Boiling point: 153.6-154.3 ° C

────────────────────────────────────────────────── ─── Continuation of the front page (56) References JP-A-60-204742 (JP, A) JP-A-63-264439 (JP, A) JP-A-1-268662 (JP, A) Zh. Org. Khim. (1974), 10 (2), 340-350 (58) Fields investigated (Int. Cl. ⁶ , DB name) C07C 65 / 03,51 / 367 C07C 39 / 26,37 / 50 CA (STN) REGISTRY ( STN)

Claims (3)

(57) [Claims] 1. A method for producing 4-hydroxy-2,3,5,6-tetrafluorobenzoic acid by heating pentafluorobenzoic acid and sodium hydroxide comprising calcium hydroxide in an aqueous solvent.

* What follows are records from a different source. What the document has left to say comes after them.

pub mod file_scanner;
pub mod metadata;

pub use file_scanner::FileScanner;
pub use metadata::MetadataExtractor;
//! Narrow interfaces to everything the engine does not do itself.
//!
//! `MediaBackend` covers enumeration, content fetching and file operations and
//! may be shared with spawned load tasks. `Interaction` covers prompts that
//! need the user and stays on the UI side.

use std::future::Future;
use std::path::PathBuf;
use std::sync::Arc;

use crate::models::SortFilterConfig;

/// Outcome record of a move, delete or restore.
#[derive(Debug, Clone, PartialEq, Eq)]
pub struct OpStatus {
    pub success: bool,
    pub error: Option<String>,
}

impl OpStatus {
    pub fn ok() -> Self {
        Self {
            success: true,
            error: None,
        }
    }

    pub fn failed(error: impl Into<String>) -> Self {
        Self {
            success: false,
            error: Some(error.into()),
        }
    }

    /// Message to surface for a failed operation.
    pub fn error_message(&self) -> String {
        self.error
            .clone()
            .unwrap_or_else(|| "Unknown error".to_string())
    }
}

/// Something the display layer can render.
#[derive(Debug, Clone, PartialEq, Eq)]
pub enum Preview {
    /// Encoded image bytes.
    Bytes { mime: &'static str, data: Arc<[u8]> },
    /// Played straight from the file.
    Stream(PathBuf),
}

impl Preview {
    pub fn describe(&self) -> String {
        match self {
            Self::Bytes { mime, data } => format!("{} ({} bytes)", mime, data.len()),
            Self::Stream(path) => format!("stream {}", path.display()),
        }
    }
}

/// Fields shown in the metadata panel. Absent values are `None`.
#[derive(Debug, Clone, Default, PartialEq, Eq)]
pub struct MediaMetadata {
    pub filename: String,
    pub resolution: Option<String>,
    pub size: Option<String>,
    pub format: Option<String>,
    pub date: Option<String>,
    pub camera: Option<String>,
    pub iso: Option<String>,
    pub aperture: Option<String>,
    pub shutter: Option<String>,
}

impl MediaMetadata {
    /// Label/value pairs for every present field, in panel order.
    pub fn rows(&self) -> Vec<(&'static str, &str)> {
        let mut rows = vec![("File", self.filename.as_str())];
        let optional = [
            ("Resolution", &self.resolution),
            ("Size", &self.size),
            ("Format", &self.format),
            ("Date", &self.date),
            ("Camera", &self.camera),
            ("ISO", &self.iso),
            ("Aperture", &self.aperture),
            ("Shutter", &self.shutter),
        ];
        for (label, value) in optional {
            if let Some(value) = value {
                rows.push((label, value.as_str()));
            }
        }
        rows
    }
}

/// Content and file-operation collaborator.
///
/// Folders are passed as the strings the user picked; full paths are built by
/// the engine with the folder's own separator.
pub trait MediaBackend: Send + Sync + 'static {
    /// Matching filenames directly inside `folder`, already ordered.
    fn scan(
        &self,
        folder: &str,
        config: &SortFilterConfig,
    ) -> impl Future<Output = anyhow::Result<Vec<String>>> + Send;

    fn load_preview(&self, full_path: &str) -> impl Future<Output = anyhow::Result<Preview>> + Send;

    fn load_metadata(&self, full_path: &str) -> impl Future<Output = Option<MediaMetadata>> + Send;

    fn move_file(
        &self,
        filename: &str,
        from_folder: &str,
        to_folder: &str,
    ) -> impl Future<Output = OpStatus> + Send;

    fn delete_file(&self, filename: &str, from_folder: &str)
        -> impl Future<Output = OpStatus> + Send;

    /// Undoes a `delete_file` of the same name from the same folder.
    fn restore(&self, filename: &str, from_folder: &str) -> impl Future<Output = OpStatus> + Send;
}

/// Prompts that need the user.
pub trait Interaction {
    /// Native folder chooser. `None` when cancelled.
    fn pick_folder(&mut self, title: &str) -> impl Future<Output = Option<String>>;

    /// Yes/no prompt. Nothing proceeds until it resolves.
    fn confirm(&mut self, title: &str, description: &str) -> impl Future<Output = bool>;
}

#[cfg(test)]
pub mod mock {
    //! In-memory collaborators with failure injection and a call log.

    use std::collections::{HashMap, HashSet, VecDeque};
    use std::sync::Arc;

    use parking_lot::{Mutex, MutexGuard};
    use tokio::sync::Notify;

    use super::*;
    use crate::models::{mime_for, SortBy, SortOrder};

    #[derive(Debug, Clone, PartialEq, Eq)]
    pub enum Call {
        Scan {
            folder: String,
            extensions: Vec<String>,
            sort_by: SortBy,
            sort_order: SortOrder,
        },
        Preview(String),
        Metadata(String),
        Move {
            filename: String,
            from: String,
            to: String,
        },
        Delete {
            filename: String,
            from: String,
        },
        Restore {
            filename: String,
            from: String,
        },
    }

    #[derive(Default)]
    pub struct MockState {
        /// Listing returned by `scan`, filtered by the config but not re-sorted.
        pub listing: Vec<String>,
        pub scan_error: Option<String>,
        pub move_error: Option<String>,
        pub delete_error: Option<String>,
        pub restore_error: Option<String>,
        pub broken_previews: HashSet<String>,
        /// Preview loads for these paths wait until the gate is notified.
        pub gates: HashMap<String, Arc<Notify>>,
        pub calls: Vec<Call>,
    }

    #[derive(Default)]
    pub struct MockBackend {
        state: Mutex<MockState>,
    }

    impl MockBackend {
        pub fn with_files(files: &[&str]) -> Self {
            let backend = Self::default();
            backend.state().listing = files.iter().map(|f| f.to_string()).collect();
            backend
        }

        pub fn state(&self) -> MutexGuard<'_, MockState> {
            self.state.lock()
        }

        pub fn calls(&self) -> Vec<Call> {
            self.state().calls.clone()
        }

        pub fn scan_calls(&self) -> Vec<Call> {
            self.calls()
                .into_iter()
                .filter(|c| matches!(c, Call::Scan { .. }))
                .collect()
        }

        pub fn gate(&self, full_path: &str) -> Arc<Notify> {
            let notify = Arc::new(Notify::new());
            self.state()
                .gates
                .insert(full_path.to_string(), Arc::clone(&notify));
            notify
        }
    }

    impl MediaBackend for MockBackend {
        async fn scan(
            &self,
            folder: &str,
            config: &SortFilterConfig,
        ) -> anyhow::Result<Vec<String>> {
            let mut state = self.state();
            state.calls.push(Call::Scan {
                folder: folder.to_string(),
                extensions: config.extensions.iter().cloned().collect(),
                sort_by: config.sort_by,
                sort_order: config.sort_order,
            });
            if let Some(err) = &state.scan_error {
                anyhow::bail!("{err}");
            }
            Ok(state
                .listing
                .iter()
                .filter(|f| config.matches(f))
                .cloned()
                .collect())
        }

        async fn load_preview(&self, full_path: &str) -> anyhow::Result<Preview> {
            let gate = {
                let mut state = self.state();
                state.calls.push(Call::Preview(full_path.to_string()));
                state.gates.get(full_path).cloned()
            };
            if let Some(gate) = gate {
                gate.notified().await;
            }
            if self.state().broken_previews.contains(full_path) {
                anyhow::bail!("no preview for {full_path}");
            }
            Ok(Preview::Bytes {
                mime: mime_for(full_path),
                data: Arc::from(full_path.as_bytes()),
            })
        }

        async fn load_metadata(&self, full_path: &str) -> Option<MediaMetadata> {
            self.state()
                .calls
                .push(Call::Metadata(full_path.to_string()));
            let filename = full_path.rsplit(['/', '\\']).next().unwrap_or(full_path);
            Some(MediaMetadata {
                filename: filename.to_string(),
                format: Some("JPEG".to_string()),
                ..Default::default()
            })
        }

        async fn move_file(&self, filename: &str, from_folder: &str, to_folder: &str) -> OpStatus {
            let mut state = self.state();
            state.calls.push(Call::Move {
                filename: filename.to_string(),
                from: from_folder.to_string(),
                to: to_folder.to_string(),
            });
            match &state.move_error {
                Some(err) => OpStatus::failed(err.clone()),
                None => OpStatus::ok(),
            }
        }

        async fn delete_file(&self, filename: &str, from_folder: &str) -> OpStatus {
            let mut state = self.state();
            state.calls.push(Call::Delete {
                filename: filename.to_string(),
                from: from_folder.to_string(),
            });
            match &state.delete_error {
                Some(err) => OpStatus::failed(err.clone()),
                None => OpStatus::ok(),
            }
        }

        async fn restore(&self, filename: &str, from_folder: &str) -> OpStatus {
            let mut state = self.state();
            state.calls.push(Call::Restore {
                filename: filename.to_string(),
                from: from_folder.to_string(),
            });
            match &state.restore_error {
                Some(err) => OpStatus::failed(err.clone()),
                None => OpStatus::ok(),
            }
        }
    }

    /// Answers prompts from a script and records what was asked.
    #[derive(Default)]
    pub struct ScriptedInteraction {
        pub folders: VecDeque<Option<String>>,
        pub answers: VecDeque<bool>,
        pub prompts: Vec<String>,
    }

    impl ScriptedInteraction {
        pub fn answering(answers: &[bool]) -> Self {
            Self {
                answers: answers.iter().copied().collect(),
                ..Default::default()
            }
        }

        pub fn picking(folders: &[Option<&str>]) -> Self {
            Self {
                folders: folders.iter().map(|f| f.map(str::to_string)).collect(),
                ..Default::default()
            }
        }
    }

    impl Interaction for ScriptedInteraction {
        async fn pick_folder(&mut self, title: &str) -> Option<String> {
            self.prompts.push(title.to_string());
            self.folders.pop_front().flatten()
        }

        async fn confirm(&mut self, title: &str, _description: &str) -> bool {
            self.prompts.push(title.to_string());
            self.answers.pop_front().unwrap_or(false)
        }
    }
}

In 2 to 4 equivalents of sodium hydroxide and 1 to 1 mole of pentafluorobenzoic acid
A method for producing 4-hydroxy-2,3,5,6-tetrafluorobenzoic acid, comprising using 2 equivalents of calcium hydroxide. 2. Heating pentafluorobenzoic acid and sodium hydroxide containing calcium hydroxide in an aqueous solvent, filtering off the water-insoluble matter generated, and adding an acid to the obtained filtrate, A method for producing 2,3,5,6-tetrafluorophenol, which comprises subjecting to neutralization and heating and decarboxylation under ordinary pressure at pH 3 to 8. 3. The use amount of an acid is x + ay equivalent (where x is an excess molar amount of an alkaline compound in a filtrate, y is a molar amount of 4-hydroxy-2,3,5,6-tetrafluorobenzoate, and a is 1 to
3. The method according to claim 2, wherein the integer is 1.9.